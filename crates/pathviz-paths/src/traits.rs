use pathviz_core::{Grid, Point};

/// Minimal pathfinding interface over a square grid of side
/// [`size`](Self::size).
pub trait Pather {
    /// Side of the square grid.
    fn size(&self) -> i32;

    /// Append in-bounds neighbors of `p` into `buf`, in a fixed order.
    /// The caller clears `buf` before calling.
    fn neighbors(&self, p: Point, buf: &mut Vec<Point>);

    /// Whether the cell at linear index `idx` blocks movement.
    fn is_obstacle(&self, idx: usize) -> bool;
}

impl Pather for Grid {
    #[inline]
    fn size(&self) -> i32 {
        Grid::size(self)
    }

    #[inline]
    fn neighbors(&self, p: Point, buf: &mut Vec<Point>) {
        Grid::neighbors(self, p, buf);
    }

    #[inline]
    fn is_obstacle(&self, idx: usize) -> bool {
        Grid::is_obstacle(self, idx)
    }
}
────
Your objective:
Write out, word for word, every line from the one containing "fn size(&self) -> i32;" through the last line of the records above.

Output:
    fn size(&self) -> i32;

    /// Append in-bounds neighbors of `p` into `buf`, in a fixed order.
    /// The caller clears `buf` before calling.
    fn neighbors(&self, p: Point, buf: &mut Vec<Point>);

    /// Whether the cell at linear index `idx` blocks movement.
    fn is_obstacle(&self, idx: usize) -> bool;
}

impl Pather for Grid {
    #[inline]
    fn size(&self) -> i32 {
        Grid::size(self)
    }

    #[inline]
    fn neighbors(&self, p: Point, buf: &mut Vec<Point>) {
        Grid::neighbors(self, p, buf);
    }

    #[inline]
    fn is_obstacle(&self, idx: usize) -> bool {
        Grid::is_obstacle(self, idx)
    }
}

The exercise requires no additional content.